Non avevo il minimo dubbio di trovare oggi in edicola Il Foglio dell’Elefantino, non per caso è il mio quotidiano. Fossi un’giornalista o un noto personaggio pubblico, avrei aderito con la mia firma anche all’appello in favore del diritto alla privacy. Perché è di questo che parliamo. Solo un anno fa Repubblica e L’Espresso allietavano i propri lettori con paginate di intercettazioni contenenti la conversazione tra una escort e il Cavaliere e recentemente con altri, riguardanti Guido Bertolaso, sempre con sottofondo sessuale. Con insopportabile morbosità ci si sguazzava nel peggiore gossip per delegittimare questi personaggi, infangandoli, sbattendo in prima pagina loro presunti abitudini sessuali.
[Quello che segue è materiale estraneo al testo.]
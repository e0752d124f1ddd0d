//! Control-channel listener
//!
//! Accepts client connections on the service socket. Each connection gets a
//! reader task that turns length-prefixed frames into [`ControlEvent::Frame`]s
//! and a writer task that drains the connection's outgoing queue. A client
//! that stalls mid-frame only blocks its own reader.

use std::path::{Path, PathBuf};

use tokio::io::{AsyncReadExt, AsyncWriteExt};
use tokio::net::unix::{OwnedReadHalf, OwnedWriteHalf};
use tokio::net::{UnixListener, UnixStream};
use tokio::sync::mpsc;
use tokio::task::JoinHandle;
use tracing::{debug, error, info, warn};
use windowserver_ipc::{FramedMessage, ServerMessage};

use crate::error::{Result, ServerError};
use crate::reactor::ControlEvent;
use crate::session::{ConnectionId, Endpoint};

/// Outgoing messages a connection may have queued before new ones are dropped
const OUTGOING_QUEUE: usize = 256;

pub struct ControlListener {
    listener: UnixListener,
    path: PathBuf,
}

impl ControlListener {
    /// Bind the service socket, replacing a stale one
    pub fn bind(path: &Path) -> Result<Self> {
        // Remove existing socket if present
        if path.exists() {
            std::fs::remove_file(path).map_err(|e| ServerError::setup("remove stale socket", e))?;
        }

        // Create parent directory if needed
        if let Some(parent) = path.parent() {
            std::fs::create_dir_all(parent).map_err(|e| ServerError::setup("create socket directory", e))?;
        }

        let listener = UnixListener::bind(path)
            .map_err(|e| ServerError::setup(&format!("bind {:?}", path), e))?;
        info!("Control channel listening on {:?}", path);

        Ok(Self {
            listener,
            path: path.to_path_buf(),
        })
    }

    pub fn path(&self) -> &Path {
        &self.path
    }

    /// Start accepting connections (spawns a background task)
    pub fn start(self, events: mpsc::Sender<ControlEvent>) -> ListenerHandle {
        let path = self.path.clone();
        let listener = self.listener;

        let task = tokio::spawn(async move {
            let mut next_conn = 1u64;
            loop {
                match listener.accept().await {
                    Ok((stream, _)) => {
                        let conn = ConnectionId(next_conn);
                        next_conn += 1;
                        debug!("Accepted connection {}", conn);
                        tokio::spawn(handle_client(conn, stream, events.clone()));
                    }
                    Err(e) => {
                        error!("Accept error: {}", e);
                    }
                }
            }
        });

        ListenerHandle { path, task }
    }
}

/// Running listener. [`ListenerHandle::close`] stops accepting and removes
/// the socket file.
pub struct ListenerHandle {
    path: PathBuf,
    task: JoinHandle<()>,
}

impl ListenerHandle {
    pub fn close(self) {
        self.task.abort();
        match std::fs::remove_file(&self.path) {
            Ok(()) => debug!("Removed socket {:?}", self.path),
            Err(e) if e.kind() == std::io::ErrorKind::NotFound => {}
            Err(e) => warn!("Failed to remove socket {:?}: {}", self.path, e),
        }
    }
}

/// Handle a connected client
async fn handle_client(conn: ConnectionId, stream: UnixStream, events: mpsc::Sender<ControlEvent>) {
    let (reader, writer) = stream.into_split();
    let (tx, rx) = mpsc::channel(OUTGOING_QUEUE);

    if events
        .send(ControlEvent::Connected { conn, endpoint: Endpoint::new(conn, tx) })
        .await
        .is_err()
    {
        return;
    }

    let mut reader_task = tokio::spawn(read_frames(conn, reader, events.clone()));
    let mut writer_task = tokio::spawn(write_messages(conn, writer, rx));

    // Wait for either task to finish, then stop the other
    tokio::select! {
        _ = &mut reader_task => {}
        _ = &mut writer_task => {}
    }
    reader_task.abort();
    writer_task.abort();

    let _ = events.send(ControlEvent::Disconnected { conn }).await;
}

/// Client → server
async fn read_frames(conn: ConnectionId, mut reader: OwnedReadHalf, events: mpsc::Sender<ControlEvent>) {
    let mut len_buf = [0u8; 4];
    loop {
        // Read length prefix
        if reader.read_exact(&mut len_buf).await.is_err() {
            break;
        }
        let Some(len) = FramedMessage::payload_len(len_buf) else {
            warn!("Connection {}: frame of {} bytes too large, closing", conn, u32::from_be_bytes(len_buf));
            break;
        };

        // Read message
        let mut payload = vec![0u8; len];
        if reader.read_exact(&mut payload).await.is_err() {
            break;
        }

        if events.send(ControlEvent::Frame { conn, payload }).await.is_err() {
            break;
        }
    }
    debug!("Reader for {} ended", conn);
}

/// Server → client
async fn write_messages(conn: ConnectionId, mut writer: OwnedWriteHalf, mut rx: mpsc::Receiver<ServerMessage>) {
    while let Some(msg) = rx.recv().await {
        match FramedMessage::new(&msg) {
            Ok(frame) => {
                if writer.write_all(&frame.encode()).await.is_err() {
                    break;
                }
            }
            Err(e) => {
                warn!("Failed to encode message for {}: {}", conn, e);
            }
        }
    }
    debug!("Writer for {} ended", conn);
}

#[cfg(test)]
mod tests {
    use super::*;
    use std::time::Duration;
    use windowserver_ipc::ControlMessage;

    async fn next_event(rx: &mut mpsc::Receiver<ControlEvent>) -> ControlEvent {
        tokio::time::timeout(Duration::from_secs(5), rx.recv())
            .await
            .unwrap()
            .unwrap()
    }

    async fn read_reply(stream: &mut UnixStream) -> ServerMessage {
        let mut len_buf = [0u8; 4];
        stream.read_exact(&mut len_buf).await.unwrap();
        let mut payload = vec![0u8; FramedMessage::payload_len(len_buf).unwrap()];
        stream.read_exact(&mut payload).await.unwrap();
        FramedMessage::decode_server_message(&payload).unwrap()
    }

    #[tokio::test]
    async fn test_frames_and_replies_flow_through_socket() {
        let dir = tempfile::tempdir().unwrap();
        let path = dir.path().join("ws.sock");
        let (tx, mut rx) = mpsc::channel(16);
        let handle = ControlListener::bind(&path).unwrap().start(tx);

        let mut client = UnixStream::connect(&path).await.unwrap();
        let endpoint = match next_event(&mut rx).await {
            ControlEvent::Connected { endpoint, .. } => endpoint,
            other => panic!("unexpected event {:?}", other),
        };

        let frame = FramedMessage::new(&ControlMessage::register("A1", 100)).unwrap();
        client.write_all(&frame.encode()).await.unwrap();
        match next_event(&mut rx).await {
            ControlEvent::Frame { conn, payload } => {
                assert_eq!(conn, endpoint.connection());
                assert_eq!(payload, frame.data);
            }
            other => panic!("unexpected event {:?}", other),
        }

        assert!(endpoint.send(ServerMessage::Ack { serial: Some(4) }));
        assert_eq!(read_reply(&mut client).await, ServerMessage::Ack { serial: Some(4) });

        drop(client);
        assert!(matches!(next_event(&mut rx).await, ControlEvent::Disconnected { .. }));

        handle.close();
        assert!(!path.exists());
    }

    #[tokio::test]
    async fn test_partial_frame_does_not_block_other_clients() {
        let dir = tempfile::tempdir().unwrap();
        let path = dir.path().join("ws.sock");
        let (tx, mut rx) = mpsc::channel(16);
        let _handle = ControlListener::bind(&path).unwrap().start(tx);

        let mut slow = UnixStream::connect(&path).await.unwrap();
        assert!(matches!(next_event(&mut rx).await, ControlEvent::Connected { .. }));
        slow.write_all(&100u32.to_be_bytes()).await.unwrap();
        slow.write_all(&[b'{'; 50]).await.unwrap();

        let mut fast = UnixStream::connect(&path).await.unwrap();
        let fast_conn = match next_event(&mut rx).await {
            ControlEvent::Connected { conn, .. } => conn,
            other => panic!("unexpected event {:?}", other),
        };
        let frame = FramedMessage::new(&ControlMessage::register("A2", 200)).unwrap();
        fast.write_all(&frame.encode()).await.unwrap();

        match next_event(&mut rx).await {
            ControlEvent::Frame { conn, payload } => {
                assert_eq!(conn, fast_conn);
                assert_eq!(payload, frame.data);
            }
            other => panic!("unexpected event {:?}", other),
        }
    }

    #[tokio::test]
    async fn test_oversized_frame_closes_connection() {
        let dir = tempfile::tempdir().unwrap();
        let path = dir.path().join("ws.sock");
        let (tx, mut rx) = mpsc::channel(16);
        let _handle = ControlListener::bind(&path).unwrap().start(tx);

        let mut client = UnixStream::connect(&path).await.unwrap();
        assert!(matches!(next_event(&mut rx).await, ControlEvent::Connected { .. }));

        client.write_all(&u32::MAX.to_be_bytes()).await.unwrap();
        assert!(matches!(next_event(&mut rx).await, ControlEvent::Disconnected { .. }));
    }

    #[tokio::test]
    async fn test_bind_replaces_stale_socket() {
        let dir = tempfile::tempdir().unwrap();
        let path = dir.path().join("ws.sock");
        std::fs::write(&path, b"stale").unwrap();

        let listener = ControlListener::bind(&path).unwrap();
        assert_eq!(listener.path(), path.as_path());
    }

    #[tokio::test]
    async fn test_bind_failure_is_setup_failure() {
        let dir = tempfile::tempdir().unwrap();
        let blocker = dir.path().join("not-a-dir");
        std::fs::write(&blocker, b"").unwrap();

        let err = ControlListener::bind(&blocker.join("ws.sock")).err().unwrap();
        assert!(matches!(err, ServerError::SetupFailure(_)));
    }
}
Rilevanza penale, reati? Zero. Ho citato solo i due casi più clamorosi, ma c’è ne sono di persone di cui reputazione, pur essendo innocenti, è stata distrutta a causa di intercettazioni. Parlare di mancanza della libertà di stampa, di bavaglio ai giornalisti e della democrazia che sarebbe in pericolo in Italia è semplicemente un’offesa alla storia drammatica di Guillermo Fariñas ( Foglio 3 luglio 2010), giornalista cubano, sbattuto in galera per aver osato invocare “internet libero” e rischiando di non uscirne vivo a causa dello sciopero della fame condotto per la liberazione di altri dissidenti prigionieri. Perciò, per favore, non scherziamo.